If Elvis is the king of rock ’n’ roll and Michael Jackson is the king of pop, then Ray Stevens could be considered the king of corny satire.
Whether you grew up listening to his tall tales of Pascagoula, Miss., and where not to get a haircut, or you’re just hearing his music for the first time, there is no denying Stevens’ knack for hokey humor.
The two-time Grammy winning artist is celebrating 50 years in the music business with a new album and an Independence weekend show at the Georgia Mountain Fairgrounds.
His new album, "We the People," is a blend of satire with a patriotic pulse that makes the Saturday performance somewhat fitting.
And Stevens promises a mix of his classic favorites for his longtime fans.
From his first comedic hit, "Ahab the Arab," to his rendition of the pop standard "Misty," Stevens’ music spans country, pop and rock genres. But his new album takes a more political stance than previous hits.
"Come to the U.S.A." has recently been making headlines for its anti-illegal immigration theme. While Stevens backs the controversial Arizona law making waves along the border, he dedicated the song to all the hardworking folks who immigrated the "right way."
The song makes light of an overabundance of government aid, education and health care Stevens feels this country practically hands to illegal immigrants.
And to say he feels strongly about the current administration is putting it mildly.
In fact, much of the album reflects how Stevens feels about global warming, the health care bill and government bailouts.
"Global warming is a bunch of crap. The health care bill is double crap. All these bailouts and TARPS are just spending money the American people don’t have," Stevens said in a phone interview with The Times.
His conservative stance also makes him a key spokesperson for the Tea Party movement. Stevens recently performed some of his new music at a Tea Party rally in Washington, D.C.
In "Come to the USA," the chorus tells us to find all we could ever want in America, regardless of how we get there.
"Come to the USA
There’s no penalty to pay
If you get caught illegally immigratin’,
Come to the USA
It will be your lucky day
‘Cause when you get in
There’s lots of goodies waitin’"
And he takes a few jabs at Congress in his song "If 10 Percent is Good Enough for Jesus," comparing paying taxes to tithing at church.

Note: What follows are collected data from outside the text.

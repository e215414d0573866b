use serde::{Deserialize, Serialize};
use std::path::PathBuf;
use std::time::Duration;

use madden_db::pool::PoolOptions;

#[derive(Debug, Clone, Default, Deserialize, Serialize)]
pub struct Config {
    #[serde(default)]
    pub database: DatabaseConfig,

    #[serde(default)]
    pub logging: LoggingConfig,
}

#[derive(Debug, Clone, Deserialize, Serialize)]
pub struct DatabaseConfig {
    /// SQLite file backing the catalog (default: ./madden.db)
    #[serde(default = "default_db_path")]
    pub path: PathBuf,

    /// Maximum pooled connections shared by all components
    #[serde(default = "default_pool_size")]
    pub pool_size: u32,

    /// How long a writer waits on a locked database before failing
    #[serde(default = "default_busy_timeout_ms")]
    pub busy_timeout_ms: u64,
}

impl Default for DatabaseConfig {
    fn default() -> Self {
        Self {
            path: default_db_path(),
            pool_size: default_pool_size(),
            busy_timeout_ms: default_busy_timeout_ms(),
        }
    }
}

impl DatabaseConfig {
    pub fn pool_options(&self) -> PoolOptions {
        PoolOptions {
            max_size: self.pool_size,
            busy_timeout: Duration::from_millis(self.busy_timeout_ms),
        }
    }
}

fn default_db_path() -> PathBuf {
    PathBuf::from("madden.db")
}

fn default_pool_size() -> u32 {
    PoolOptions::default().max_size
}

fn default_busy_timeout_ms() -> u64 {
    5000
}

#[derive(Debug, Clone, Default, Deserialize, Serialize)]
pub struct LoggingConfig {
    /// `tracing_subscriber` filter directive, e.g. "madden_db=debug".
    /// `RUST_LOG` takes precedence when set.
    #[serde(default)]
    pub filter: Option<String>,
}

"I don’t know why they think they gotta squeeze us
But I tell ya just exactly where I stand
I believe if 10 percent is good enough for Jesus
It ought to be good enough for Uncle Sam."
Saturday’s show "won’t be a political rally" or a "give ’em hell performance," but just a good time with good, funny music, he said.
Stevens’ music is suitable for the whole family; the entertainer says he has a history of being clean, but he’s "not a prude."
"I personally don’t want to be profane. My audience doesn’t expect that; I might lose myself (if I were)," said Stevens.
"Comedy is harder to write, harder to record," Stevens said.
And at 71, Stevens has no plans to slow down. He’s currently working on an encyclopedia of comedy music, dating back to some of songwriting’s earliest recordings.
As a comedic entertainer in a politically correct climate, Stevens said he feels "we need to blow the lid off that ridiculous hypocrisy." If you don’t like his brand of humor, his message is clear — don’t listen.
The Georgia-born musician is always happy come back to his home state and entertain, he said.